"Énormément de choses contredisent la version des policiers", estime la veuve de Cédric Chouviat, un an après la mort du chauffeur-livreur

Delphine Gotchaux
·1 min de lecture

Une marche blanche est organisée dimanche en hommage à ce livreur, mort pendant un contrôle de police à Paris, le 3 janvier 2020.

C'était il y a un an. Cédric Chouviat, chauffeur-livreur de 42 ans et père de quatre enfants, trouvait la mort pendant un contrôle de police à Paris, le 3 janvier 2020. Dans cette affaire, trois des quatre policiers présents lors du contrôle ont été mis en examen pour homicide involontaire en juillet 2020. La famille de Cédric Chouviat estime que cette qualification pénale est trop légère.

Une reconstitution acoustique à venir

Pendant 22 secondes, Cédric Chouviat, plaqué à terre avec son casque de moto sur la tête, répète à sept reprises "j'étouffe". Devant les juges, les policiers ont affirmé ne pas avoir entendu ces mots, couverts ont-ils expliqué par le bruit "ambiant et les klaxons".
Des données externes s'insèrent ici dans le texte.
//! Minimal ZIP writer for tests: local headers, central directory, EOCD.
//! Supports stored and deflated members, which is exactly what the reader
//! supports.

use std::io::Write as _;

use flate2::write::DeflateEncoder;
use flate2::Compression;

/// Builds an archive from `(member name, content, deflate?)` triples.
pub fn build_zip(entries: &[(&str, &[u8], bool)]) -> Vec<u8> {
    let mut out: Vec<u8> = Vec::new();
    let mut central: Vec<u8> = Vec::new();
    let mut count = 0u16;

    for (name, content, deflate) in entries {
        let offset = out.len() as u32;
        let crc = crc32fast::hash(content);
        let (method, payload): (u16, Vec<u8>) = if *deflate {
            let mut enc = DeflateEncoder::new(Vec::new(), Compression::default());
            enc.write_all(content).unwrap();
            (8, enc.finish().unwrap())
        } else {
            (0, content.to_vec())
        };

        // local file header
        out.extend_from_slice(&0x0403_4b50u32.to_le_bytes());
        out.extend_from_slice(&20u16.to_le_bytes()); // version needed
        out.extend_from_slice(&0u16.to_le_bytes()); // flags
        out.extend_from_slice(&method.to_le_bytes());
        out.extend_from_slice(&0u16.to_le_bytes()); // mod time
        out.extend_from_slice(&0u16.to_le_bytes()); // mod date
        out.extend_from_slice(&crc.to_le_bytes());
        out.extend_from_slice(&(payload.len() as u32).to_le_bytes());
        out.extend_from_slice(&(content.len() as u32).to_le_bytes());
        out.extend_from_slice(&(name.len() as u16).to_le_bytes());
        out.extend_from_slice(&0u16.to_le_bytes()); // extra len
        out.extend_from_slice(name.as_bytes());
        out.extend_from_slice(&payload);

        // central directory entry
        central.extend_from_slice(&0x0201_4b50u32.to_le_bytes());
        central.extend_from_slice(&20u16.to_le_bytes()); // version made by
        central.extend_from_slice(&20u16.to_le_bytes()); // version needed
        central.extend_from_slice(&0u16.to_le_bytes()); // flags
        central.extend_from_slice(&method.to_le_bytes());
        central.extend_from_slice(&0u16.to_le_bytes()); // mod time
        central.extend_from_slice(&0u16.to_le_bytes()); // mod date
        central.extend_from_slice(&crc.to_le_bytes());
        central.extend_from_slice(&(payload.len() as u32).to_le_bytes());
        central.extend_from_slice(&(content.len() as u32).to_le_bytes());
        central.extend_from_slice(&(name.len() as u16).to_le_bytes());
        central.extend_from_slice(&0u16.to_le_bytes()); // extra len
        central.extend_from_slice(&0u16.to_le_bytes()); // comment len
        central.extend_from_slice(&0u16.to_le_bytes()); // disk number
        central.extend_from_slice(&0u16.to_le_bytes()); // internal attrs
        central.extend_from_slice(&0u32.to_le_bytes()); // external attrs
        central.extend_from_slice(&offset.to_le_bytes());
        central.extend_from_slice(name.as_bytes());
        count += 1;
    }

    let cd_offset = out.len() as u32;
    let cd_size = central.len() as u32;
    out.extend_from_slice(&central);

    // end of central directory
    out.extend_from_slice(&0x0605_4b50u32.to_le_bytes());
    out.extend_from_slice(&0u16.to_le_bytes()); // this disk
    out.extend_from_slice(&0u16.to_le_bytes()); // cd disk
    out.extend_from_slice(&count.to_le_bytes());
    out.extend_from_slice(&count.to_le_bytes());
    out.extend_from_slice(&cd_size.to_le_bytes());
    out.extend_from_slice(&cd_offset.to_le_bytes());
    out.extend_from_slice(&0u16.to_le_bytes()); // comment len

    out
}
Une reconstitution acoustique doit avoir lieu prochainement, pour déterminer si les fonctionnaires ont pu ou non entendre la supplique du père de famille. Dans tous les cas, estime sa femme, Doria Chouviat, ils auraient déjà dû être suspendus de leurs fonctions : "C'est carrément pas normal, parce qu'ils n'ont pas leur place dans la police. Aujourd'hui il y a énormément de choses qui contredisent complètement la version des policiers."

"Avec une fracture du larynx, avec Cédric qui a dit à sept reprises qu'il étouffait, ils devraient être plus que suspendus."